AIM OF THE TASK. Below are some records; output all of them exactly.

----- DATA TO PROCESS -----

//! Subnets, key refresh, IV index and network credentials for the mesh.
//!
//! This crate owns everything a node knows about its subnets: the key
//! material derived from each NetKey generation, friendship credentials,
//! the key refresh phase machine, and the IV index state machine. It also
//! resolves which credential protects an outgoing PDU and which candidates
//! to try when decrypting an incoming one.

#![warn(missing_docs)]
#![warn(clippy::all)]

pub mod credential;
pub mod crypto;
pub mod friend;
pub mod iv;
pub mod keys;
pub mod table;

use thiserror::Error;

pub use credential::{Candidate, Candidates, Credential, SendTag, TxSecurity};
pub use crypto::{AppNonce, CryptoError, Key, MeshCrypto, NetSecurity, SimCrypto};
pub use friend::{FriendCred, FriendCredTable, FriendRole};
pub use iv::{IvConfig, IvFlags, IvState, IvTick, IvTransition};
pub use keys::{AppKey, AppKeyGen, KeyRefreshPhase, NetKeys, NodeIdentity, Subnet};
pub use table::{SubnetConfig, SubnetTable};

/// Key refresh flag in secure network beacons
pub const NET_FLAG_KR: u8 = 0x01;

/// IV update flag in secure network beacons
pub const NET_FLAG_IVU: u8 = 0x02;

/// Primary NetKey index
pub const KEY_PRIMARY: u16 = 0x0000;

/// AppKey index selecting the device key
pub const KEY_DEV: u16 = 0xfffe;

/// Unused key index
pub const KEY_UNUSED: u16 = 0xffff;

/// Subnet layer errors
#[derive(Error, Debug, Clone, PartialEq, Eq)]
pub enum SubnetError {
    /// No subnet with this NetKey index
    #[error("subnet 0x{0:03x} not found")]
    NotFound(u16),

    /// Key index already in use
    #[error("key index 0x{0:03x} already exists")]
    Exists(u16),

    /// Table is full
    #[error("no free slot")]
    NoFreeSlot,

    /// No friendship credential for the peer
    #[error("no friend credential for 0x{addr:04x} on subnet 0x{net_idx:03x}")]
    NoFriendCred {
        /// NetKey index
        net_idx: u16,
        /// Peer address
        addr: u16,
    },

    /// Requested credential is not available and may not be substituted
    #[error("{credential} credential unavailable on subnet 0x{net_idx:03x}")]
    NoCredential {
        /// NetKey index
        net_idx: u16,
        /// Requested credential
        credential: Credential,
    },

    /// No AppKey with this index
    #[error("app key 0x{0:03x} not found")]
    AppKeyNotFound(u16),

    /// Operation not allowed in the current key refresh phase
    #[error("invalid key refresh phase {phase:?} on subnet 0x{net_idx:03x}")]
    InvalidPhase {
        /// NetKey index
        net_idx: u16,
        /// Current phase
        phase: KeyRefreshPhase,
    },

    /// Crypto collaborator failure
    #[error("crypto error: {0}")]
    Crypto(#[from] CryptoError),
}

-----

EXERCISE RESPONSE.
//! Subnets, key refresh, IV index and network credentials for the mesh.
//!
//! This crate owns everything a node knows about its subnets: the key
//! material derived from each NetKey generation, friendship credentials,
//! the key refresh phase machine, and the IV index state machine. It also
//! resolves which credential protects an outgoing PDU and which candidates
//! to try when decrypting an incoming one.

#![warn(missing_docs)]
#![warn(clippy::all)]

pub mod credential;
pub mod crypto;
pub mod friend;
pub mod iv;
pub mod keys;
pub mod table;

use thiserror::Error;

pub use credential::{Candidate, Candidates, Credential, SendTag, TxSecurity};
pub use crypto::{AppNonce, CryptoError, Key, MeshCrypto, NetSecurity, SimCrypto};
pub use friend::{FriendCred, FriendCredTable, FriendRole};
pub use iv::{IvConfig, IvFlags, IvState, IvTick, IvTransition};
pub use keys::{AppKey, AppKeyGen, KeyRefreshPhase, NetKeys, NodeIdentity, Subnet};
pub use table::{SubnetConfig, SubnetTable};

/// Key refresh flag in secure network beacons
pub const NET_FLAG_KR: u8 = 0x01;

/// IV update flag in secure network beacons
pub const NET_FLAG_IVU: u8 = 0x02;

/// Primary NetKey index
pub const KEY_PRIMARY: u16 = 0x0000;

/// AppKey index selecting the device key
pub const KEY_DEV: u16 = 0xfffe;

/// Unused key index
pub const KEY_UNUSED: u16 = 0xffff;

/// Subnet layer errors
#[derive(Error, Debug, Clone, PartialEq, Eq)]
pub enum SubnetError {
    /// No subnet with this NetKey index
    #[error("subnet 0x{0:03x} not found")]
    NotFound(u16),

    /// Key index already in use
    #[error("key index 0x{0:03x} already exists")]
    Exists(u16),

    /// Table is full
    #[error("no free slot")]
    NoFreeSlot,

    /// No friendship credential for the peer
    #[error("no friend credential for 0x{addr:04x} on subnet 0x{net_idx:03x}")]
    NoFriendCred {
        /// NetKey index
        net_idx: u16,
        /// Peer address
        addr: u16,
    },

    /// Requested credential is not available and may not be substituted
    #[error("{credential} credential unavailable on subnet 0x{net_idx:03x}")]
    NoCredential {
        /// NetKey index
        net_idx: u16,
        /// Requested credential
        credential: Credential,
    },

    /// No AppKey with this index
    #[error("app key 0x{0:03x} not found")]
    AppKeyNotFound(u16),

    /// Operation not allowed in the current key refresh phase
    #[error("invalid key refresh phase {phase:?} on subnet 0x{net_idx:03x}")]
    InvalidPhase {
        /// NetKey index
        net_idx: u16,
        /// Current phase
        phase: KeyRefreshPhase,
    },

    /// Crypto collaborator failure
    #[error("crypto error: {0}")]
    Crypto(#[from] CryptoError),
}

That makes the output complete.